The actual procedures used in surgery for gynecological malignancies often involve a significant period of time spent operating in the area around the external iliac arteries and veins, such as direct vascular compression by the surgeon’s hands, and vascular compression from a gauze placed for hemostatic purposes. It is also known that, in general, the risk of compartment syndrome increases with the addition of factors such obesity when the patients spends a prolonged period in the lithotomy/Trendelenburg position [2]. Another factor that should be considered is the potential development of a congestive state as a result of impaired venous return due to deep vein thrombosis [3]. It was also reported that inappropriate placement of intermittent pneumatic compression devices or elastic stockings on the lower leg to prevent deep vein thrombosis would lead to the possibility of blood flow impairment [4]. It has also been suggested that congestion can develop due to impaired venous blood flow following repair at the site of a vascular injury [5].

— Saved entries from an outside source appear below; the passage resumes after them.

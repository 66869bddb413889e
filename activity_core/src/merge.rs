//! Second pass that stitches a wrap of native NEAR onto the DEX operation
//! that spent it. Wallets submit the two as separate transactions, so they
//! arrive as separate groups a few seconds apart.

use rust_decimal::Decimal;
use tracing::debug;

use crate::classifier::present;
use crate::engine::EngineConfig;
use crate::flow::NativeFlow;
use crate::types::{AnalyzedOperation, Category, ClassifiedOperation, OperationKind};

/// Merge wrap operations into nearby swaps.
///
/// `operations` should be ordered most recent first. Each wrap (a visible
/// operation touching the wrapped-native contract that sent NEAR) looks for
/// an unused partner within the merge window, older operations first. A
/// partner is a Swap or TokenIn, or any other non-claim operation that
/// touches a DEX or credits the account with tokens; hidden operations
/// qualify too. A match produces one composite Swap at the earlier of the
/// two positions; every operation is used at most once.
pub fn merge_wrapped_swaps(
    operations: Vec<AnalyzedOperation>,
    config: &EngineConfig,
) -> Vec<AnalyzedOperation> {
    let count = operations.len();
    let mut slots: Vec<Option<AnalyzedOperation>> = operations.into_iter().map(Some).collect();
    let mut output: Vec<(usize, AnalyzedOperation)> = Vec::with_capacity(count);

    for index in 0..count {
        let Some(timestamp_nanos) = slots[index]
            .as_ref()
            .filter(|current| is_wrap(&current.operation, config))
            .map(|current| current.operation.timestamp_nanos)
        else {
            continue;
        };
        let Some(partner_index) = find_partner(&slots, index, timestamp_nanos, config) else {
            continue;
        };
        let (Some(wrap), Some(partner)) = (slots[index].take(), slots[partner_index].take()) else {
            continue;
        };

        debug!(
            "Merging wrap {:?} with {:?}",
            wrap.operation.operation_ids, partner.operation.operation_ids
        );
        output.push((index.min(partner_index), combine(wrap, partner, config)));
    }

    output.extend(
        slots
            .into_iter()
            .enumerate()
            .filter_map(|(index, slot)| slot.map(|operation| (index, operation))),
    );
    output.sort_by_key(|(position, _)| *position);
    output.into_iter().map(|(_, operation)| operation).collect()
}

fn is_wrap(operation: &ClassifiedOperation, config: &EngineConfig) -> bool {
    !matches!(operation.category, Category::Swap | Category::Hidden)
        && operation.net_sent > Decimal::ZERO
        && operation
            .involved_contracts
            .iter()
            .any(|contract| config.patterns.is_wrapped_native(contract))
}

fn is_partner(candidate: &AnalyzedOperation, config: &EngineConfig) -> bool {
    let operation = &candidate.operation;
    match operation.category {
        Category::Swap | Category::TokenIn => true,
        Category::Claim => false,
        _ => {
            !is_wrap(operation, config)
                && (config.patterns.dex_venue(&operation.involved_contracts).is_some()
                    || candidate.detail.incoming().next().is_some())
        }
    }
}

fn find_partner(
    slots: &[Option<AnalyzedOperation>],
    index: usize,
    timestamp_nanos: u64,
    config: &EngineConfig,
) -> Option<usize> {
    let window = config.merge_window_nanos();
    let older = index + 1..slots.len();
    let newer = (0..index).rev();

    older.chain(newer).find(|&candidate| {
        slots[candidate].as_ref().is_some_and(|other| {
            is_partner(other, config)
                && other.operation.timestamp_nanos.abs_diff(timestamp_nanos) <= window
        })
    })
}

fn combine(
    wrap: AnalyzedOperation,
    partner: AnalyzedOperation,
    config: &EngineConfig,
) -> AnalyzedOperation {
    let patterns = &config.patterns;

    let symbol = partner
        .detail
        .incoming()
        .find(|transfer| !patterns.is_wrapped_native(&transfer.contract_id))
        .map(|transfer| transfer.token_symbol.clone())
        .or_else(|| match &partner.operation.kind {
            OperationKind::TokenIn { symbol, .. } => Some(symbol.clone()),
            OperationKind::Swap {
                token_symbol: Some(symbol),
                ..
            } => Some(symbol.clone()),
            _ => None,
        })
        .unwrap_or_else(|| "TOKEN".to_string());

    let venue = match &partner.operation.kind {
        OperationKind::Swap { venue, .. } => Some(venue.clone()),
        _ => None,
    }
    .or_else(|| {
        patterns
            .dex_venue(&partner.operation.involved_contracts)
            .map(str::to_string)
    })
    .unwrap_or_else(|| "DEX".to_string());

    let wrap_op = wrap.operation;
    let partner_op = partner.operation;

    let kind = OperationKind::Swap {
        venue,
        sent: wrap_op.net_sent,
        received: partner_op.net_received,
        token_symbol: Some(symbol),
    };
    let flow = NativeFlow {
        sent: wrap_op.net_sent + partner_op.net_sent,
        received: wrap_op.net_received + partner_op.net_received,
    };
    let (icon, label, _, _) = present(
        &kind,
        &flow,
        config.dust_threshold,
        config.visibility_threshold,
    );

    let mut involved_contracts = wrap_op.involved_contracts;
    for contract in partner_op.involved_contracts {
        if !involved_contracts.contains(&contract) {
            involved_contracts.push(contract);
        }
    }

    let mut operation_ids = wrap_op.operation_ids;
    operation_ids.extend(partner_op.operation_ids);

    let operation = ClassifiedOperation {
        category: kind.category(),
        icon: icon.to_string(),
        kind,
        label,
        amount: wrap_op.net_sent,
        show_amount: true,
        timestamp_nanos: wrap_op.timestamp_nanos.max(partner_op.timestamp_nanos),
        member_count: wrap_op.member_count + partner_op.member_count,
        operation_ids,
        net_sent: flow.sent,
        net_received: flow.received,
        gas_fee: wrap_op.gas_fee + partner_op.gas_fee,
        involved_contracts,
        usd_value: None,
    };

    let mut detail = wrap.detail;
    detail.absorb(partner.detail);

    AnalyzedOperation { operation, detail }
}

In the cases reported in the present paper, it was possible to identify the cause based on changes in the partial pressure of ETCO2, which is something that has not been previously described. If blood flow has been temporarily impaired with the application of some type of intraoperative procedure while the patient is in the lithotomy position for an extended period of time, changes in the partial pressure of ETCO2, similar to those that occurred in these cases, can be expected to occur when the blood flow that was impaired is released. An important role of anesthesiologists is to stay alert to these changes so that a diagnosis can be made and treatment can be promptly administered to avoid lasting serious damage. Recently, a device (INVOS™) has been developed for measuring changes in the blood flow and oxygen saturation of tissues using near-infrared light at two different wavelengths, and it has been reported that changes in these values [regional saturation of oxygen (rSO2) and blood volume index (BVI)] can be used to predict tissue ischemia and congestion, which is useful in the diagnosis of compartment syndrome [14]. In the future, the proactive introduction of such devices should lead to better control of these problems.

Conclusion

Two cases were reported in which, during surgery for gynecological malignancies, lower leg compartment syndrome occurred as a result of lower leg congestion due to stretching or compression of the external iliac vein upon the installation of a disposable wound retractor and abdominal retractors, and due to the patient being in the lithotomy position. We conclude that the combination of these devices could be a risk for lower leg compartment syndrome during lower abdominal surgery. Considering the risk of changes in blood flow in the lower legs, it is important to be alert for changes in the partial pressure of ETCO2 and to monitor changes in the blood flow of peripheral tissues.